Once again, it may also be helpful to monitor for excessive vibrations of the bit 68 in use. If such vibrations are detected, a respective peak force signal should be generated, as described above, for each respective increment in which such excessive vibrations are experienced. Again, a limit corresponding to the maximum allowable force for the rock strength of each of these increments is also determined and a corresponding signal generated. Computer 16 electronically compares each such peak force signal to the respective limit signal to assay possible wear in excess of that corresponding to the current wear signal. Remedial action can be taken. For example, one may reduce the operating power level, i.e. the weight on bit and/or rotary speed.
In any case, the current wear signal is preferably outputted in some type of visually perceptible form as indicated at 76.
As indicated, preferred embodiments include real time wear modeling of a bit currently in use, based at least in part on data generated in that very drilling operation. However, it will be appreciated that, in less preferred embodiments, the work 54, rated work relationship 66, and/or abrasivity 68 generated by the present invention will still be useful in at least estimating the time at which the bit should be retrieved; whether or not drilling conditions, such as weight-on-bit, rotary speed, etc. should be altered from time to time; and the like.

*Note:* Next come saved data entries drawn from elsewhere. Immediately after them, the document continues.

//! Emotion classifier: artifact loading, ONNX inference, argmax, label decoding.
//!
//! The model directory must contain `model.onnx`, `tokenizer.json`,
//! `labels.json`, and `params.json`. All four load once at startup; a missing
//! or corrupt artifact is fatal.

use std::fs::File;
use std::path::Path;
use std::sync::Mutex;

use ort::session::Session;
use ort::value::TensorRef;
use serde::de::DeserializeOwned;
use tokenizers::Tokenizer;
use tracing::info;

use crate::encoder::TextEncoder;
use crate::error::ClassifierError;
use crate::labels::LabelSet;
use crate::params::ModelParams;

/// Trained model artifact inside the model directory.
pub const MODEL_FILE: &str = "model.onnx";
/// Vocabulary/tokenizer artifact inside the model directory.
pub const TOKENIZER_FILE: &str = "tokenizer.json";
/// Label decoder artifact inside the model directory.
pub const LABELS_FILE: &str = "labels.json";
/// Hyperparameter artifact inside the model directory.
pub const PARAMS_FILE: &str = "params.json";

/// A trained sequence model: fixed-length id sequence in, one score per
/// class out.
pub trait SequenceModel {
    /// Score a single sequence (batch size 1).
    fn forward(&self, ids: &[i64]) -> Result<Vec<f32>, ClassifierError>;
}

/// ONNX Runtime implementation of [`SequenceModel`].
///
/// `Session::run` takes the session mutably, so inference serializes behind
/// a mutex while callers share the model through `&self`.
pub struct OnnxSequenceModel {
    session: Mutex<Session>,
    input_name: String,
    output_name: String,
}

impl OnnxSequenceModel {
    /// Load an ONNX model file into a session, taking the first declared
    /// input and output as the inference signature.
    pub fn load(path: &Path) -> Result<Self, ClassifierError> {
        let session = Session::builder()
            .map_err(ClassifierError::CreateSession)?
            .commit_from_file(path)
            .map_err(ClassifierError::CreateSession)?;

        let input_name = match session.inputs().first() {
            Some(input) => input.name().to_string(),
            None => return Err(ClassifierError::NoModelInputs),
        };
        let output_name = match session.outputs().first() {
            Some(output) => output.name().to_string(),
            None => return Err(ClassifierError::NoModelOutputs),
        };

        Ok(Self {
            session: Mutex::new(session),
            input_name,
            output_name,
        })
    }
}

impl SequenceModel for OnnxSequenceModel {
    fn forward(&self, ids: &[i64]) -> Result<Vec<f32>, ClassifierError> {
        let tensor = TensorRef::from_array_view(([1usize, ids.len()], ids))
            .map_err(ClassifierError::EncodeTensor)?;

        let mut session = self
            .session
            .lock()
            .map_err(|_| ClassifierError::SessionPoisoned)?;

        let input_name = self.input_name.as_str();
        let outputs = session
            .run(ort::inputs! {
                input_name => tensor,
            })
            .map_err(ClassifierError::Inference)?;

        let value = outputs
            .get(&self.output_name)
            .ok_or_else(|| ClassifierError::OutputMissing {
                name: self.output_name.clone(),
            })?;
        let (_, scores) = value
            .try_extract_tensor::<f32>()
            .map_err(ClassifierError::Inference)?;

        Ok(scores.to_vec())
    }
}

/// A classified input: winning label and its score.
#[derive(Debug, Clone, PartialEq)]
pub struct Prediction {
    pub label: String,
    pub score: f32,
}

/// Text-in, label-out emotion classifier.
///
/// Generic over the model so tests can script one; the serving path uses
/// [`OnnxSequenceModel`].
pub struct EmotionClassifier<M = OnnxSequenceModel> {
    encoder: TextEncoder,
    labels: LabelSet,
    model: M,
}

impl EmotionClassifier {
    /// Load all four artifacts from a model directory.
    ///
    /// Every artifact is existence-checked up front so a missing file is
    /// reported by name before anything heavier runs.
    pub fn load(model_dir: &Path) -> Result<Self, ClassifierError> {
        let model_path = model_dir.join(MODEL_FILE);
        let tokenizer_path = model_dir.join(TOKENIZER_FILE);
        let labels_path = model_dir.join(LABELS_FILE);
        let params_path = model_dir.join(PARAMS_FILE);

        for path in [&model_path, &tokenizer_path, &labels_path, &params_path] {
            if !path.exists() {
                return Err(ClassifierError::ArtifactMissing(path.clone()));
            }
        }

        let params: ModelParams = read_json(&params_path)?;
        let names: Vec<String> = read_json(&labels_path)?;
        let labels = LabelSet::new(names)?;

        let tokenizer = Tokenizer::from_file(&tokenizer_path).map_err(|source| {
            ClassifierError::LoadTokenizer {
                path: tokenizer_path.clone(),
                source,
            }
        })?;

        let model = OnnxSequenceModel::load(&model_path)?;
        let classifier = Self::from_parts(tokenizer, params, labels, model)?;

        info!(
            classes = classifier.labels.len(),
            max_length = classifier.encoder.max_length(),
            model = %model_path.display(),
            "loaded emotion classifier"
        );
        Ok(classifier)
    }
}

impl<M: SequenceModel> EmotionClassifier<M> {
    /// Assemble a classifier from already-loaded pieces.
    pub fn from_parts(
        tokenizer: Tokenizer,
        params: ModelParams,
        labels: LabelSet,
        model: M,
    ) -> Result<Self, ClassifierError> {
        if params.max_length == 0 {
            return Err(ClassifierError::ZeroMaxLength);
        }
        let encoder = TextEncoder::new(tokenizer, &params)?;
        Ok(Self {
            encoder,
            labels,
            model,
        })
    }

    /// Class names in model output order.
    pub fn labels(&self) -> &[String] {
        self.labels.names()
    }

    /// Sequence length inputs are padded or truncated to.
    pub fn max_length(&self) -> usize {
        self.encoder.max_length()
    }

    /// Classify one text: encode, run the model, argmax, decode.
    ///
    /// Empty input still runs the model on an all-padding sequence; callers
    /// that want to prompt instead screen before calling.
    pub fn predict(&self, text: &str) -> Result<Prediction, ClassifierError> {
        let ids = self.encoder.encode(text)?;
        let scores = self.model.forward(&ids)?;

        if scores.len() != self.labels.len() {
            return Err(ClassifierError::ClassCount {
                expected: self.labels.len(),
                actual: scores.len(),
            });
        }

        let (index, score) = argmax(&scores);
        let label = self
            .labels
            .name(index)
            .ok_or(ClassifierError::ClassCount {
                expected: self.labels.len(),
                actual: scores.len(),
            })?
            .to_string();

        Ok(Prediction { label, score })
    }
}

/// Index and value of the highest score. Ties go to the lowest index,
/// matching the label encoder's ordering.
fn argmax(scores: &[f32]) -> (usize, f32) {
    let mut best_index = 0;
    let mut best_score = f32::NEG_INFINITY;

    for (i, &score) in scores.iter().enumerate() {
        if score > best_score {
            best_score = score;
            best_index = i;
        }
    }

    (best_index, best_score)
}

fn read_json<T: DeserializeOwned>(path: &Path) -> Result<T, ClassifierError> {
    let file = File::open(path).map_err(|source| ClassifierError::Io {
        path: path.to_path_buf(),
        source,
    })?;
    serde_json::from_reader(file).map_err(|source| ClassifierError::Parse {
        path: path.to_path_buf(),
        source,
    })
}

The same is true of efficiency 78, to be described more fully below, which, as also described more fully below, can likewise be used in generating the wear model 74.
In addition to the rated work relationship 38, the work signals produced at 34 can also be used to assay the mechanical efficiency of bit size and type 10, as indicated at 78.

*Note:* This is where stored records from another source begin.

//! Error types for artifact loading and inference.

use std::path::PathBuf;

use thiserror::Error;

/// Errors produced while loading classifier artifacts or running inference.
#[derive(Debug, Error)]
pub enum ClassifierError {
    #[error("artifact not found: {0}")]
    ArtifactMissing(PathBuf),

    #[error("failed to read {path}: {source}")]
    Io {
        path: PathBuf,
        #[source]
        source: std::io::Error,
    },

    #[error("failed to parse {path}: {source}")]
    Parse {
        path: PathBuf,
        #[source]
        source: serde_json::Error,
    },

    #[error("failed to load tokenizer from {path}: {source}")]
    LoadTokenizer {
        path: PathBuf,
        #[source]
        source: tokenizers::Error,
    },

    #[error("failed to configure tokenizer truncation: {0}")]
    ConfigureTruncation(#[source] tokenizers::Error),

    #[error("failed to create ONNX session: {0}")]
    CreateSession(#[source] ort::Error),

    #[error("model declares no inputs")]
    NoModelInputs,

    #[error("model declares no outputs")]
    NoModelOutputs,

    #[error("params.json requires max_length > 0")]
    ZeroMaxLength,

    #[error("label set is empty")]
    EmptyLabelSet,

    #[error("failed to encode text: {0}")]
    Encode(#[source] tokenizers::Error),

    #[error("tokenizer produced sequence of length {actual} but expected {expected}")]
    SequenceLength { expected: usize, actual: usize },

    #[error("failed to build input tensor: {0}")]
    EncodeTensor(#[source] ort::Error),

    #[error("session mutex was poisoned by a previous panic")]
    SessionPoisoned,

    #[error("failed to run inference: {0}")]
    Inference(#[source] ort::Error),

    #[error("model output \"{name}\" missing from session results")]
    OutputMissing { name: String },

    #[error("model returned {actual} class scores but the label set has {expected}")]
    ClassCount { expected: usize, actual: usize },
}
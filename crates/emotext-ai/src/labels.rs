//! Label decoding: model output index to class name.

use crate::error::ClassifierError;

/// Ordered class names from `labels.json`.
///
/// Position in the list is the model's output index, so decoding is a plain
/// lookup. Guaranteed non-empty by construction.
#[derive(Debug, Clone)]
pub struct LabelSet {
    names: Vec<String>,
}

impl LabelSet {
    /// Wrap an ordered list of class names. Rejects an empty list.
    pub fn new(names: Vec<String>) -> Result<Self, ClassifierError> {
        if names.is_empty() {
            return Err(ClassifierError::EmptyLabelSet);
        }
        Ok(Self { names })
    }

    /// Class name at a model output index.
    pub fn name(&self, index: usize) -> Option<&str> {
        self.names.get(index).map(|s| s.as_str())
    }

    /// Number of classes.
    pub fn len(&self) -> usize {
        self.names.len()
    }

    pub fn is_empty(&self) -> bool {
        self.names.is_empty()
    }

    /// All class names in output order.
    pub fn names(&self) -> &[String] {
        &self.names
    }
}
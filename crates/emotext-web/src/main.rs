use std::net::SocketAddr;
use std::path::PathBuf;
use std::sync::Arc;

use anyhow::Context;
use clap::Parser;
use emotext_ai::EmotionClassifier;
use tokio::net::TcpListener;

use crate::app::AppState;

mod app;
mod page;

/// Emotion classification web demo.
#[derive(Parser, Debug)]
#[command(name = "emotext", version, about)]
struct Args {
    /// Directory holding model.onnx, tokenizer.json, labels.json, params.json.
    #[arg(long, default_value = "model", env = "EMOTEXT_MODEL_DIR")]
    model_dir: PathBuf,

    /// Address to serve on.
    #[arg(long, default_value = "127.0.0.1:8080", env = "EMOTEXT_LISTEN")]
    listen: SocketAddr,
}

#[tokio::main]
async fn main() -> anyhow::Result<()> {
    tracing_subscriber::fmt::init();
    tracing::info!("emotext v{}", env!("CARGO_PKG_VERSION"));

    let args = Args::parse();

    // All four artifacts load before the listener binds; a bad model
    // directory is a startup failure, not a degraded service.
    let classifier = EmotionClassifier::load(&args.model_dir)
        .with_context(|| format!("load model artifacts from {}", args.model_dir.display()))?;

    let app = app::router(Arc::new(AppState::new(classifier)));

    let listener = TcpListener::bind(args.listen)
        .await
        .with_context(|| format!("bind {}", args.listen))?;
    tracing::info!(addr = %args.listen, "serving");

    axum::serve(listener, app).await.context("serve")?;
    Ok(())
}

Specifically, a respective electrical incremental minimum force signal is generated for each increment of a well interval, such as I to T, which has been drilled by bit 10. The computer 16 can do this by processing the appropriate signals to perform the electronic equivalent of solving the equation:
Fmin =σi Ab (8)
Fmin =minimum force required to drill increment
σi =in-situ rock compressive strength
Ab =total cross-sectional-area of bit
The total in-situ rock strength opposing the total drilling force may be expressed as:
σi =ft σit +fa σia +fL σiL (9)
I=ft +fa +fL (10)
σi =in-situ rock strength opposing the total bit force
ft =torsional fraction of the total bit force (applied force)
σit =in-situ rock strength opposing the torsional bit force
fa =axial fraction of the total bit force (applied force)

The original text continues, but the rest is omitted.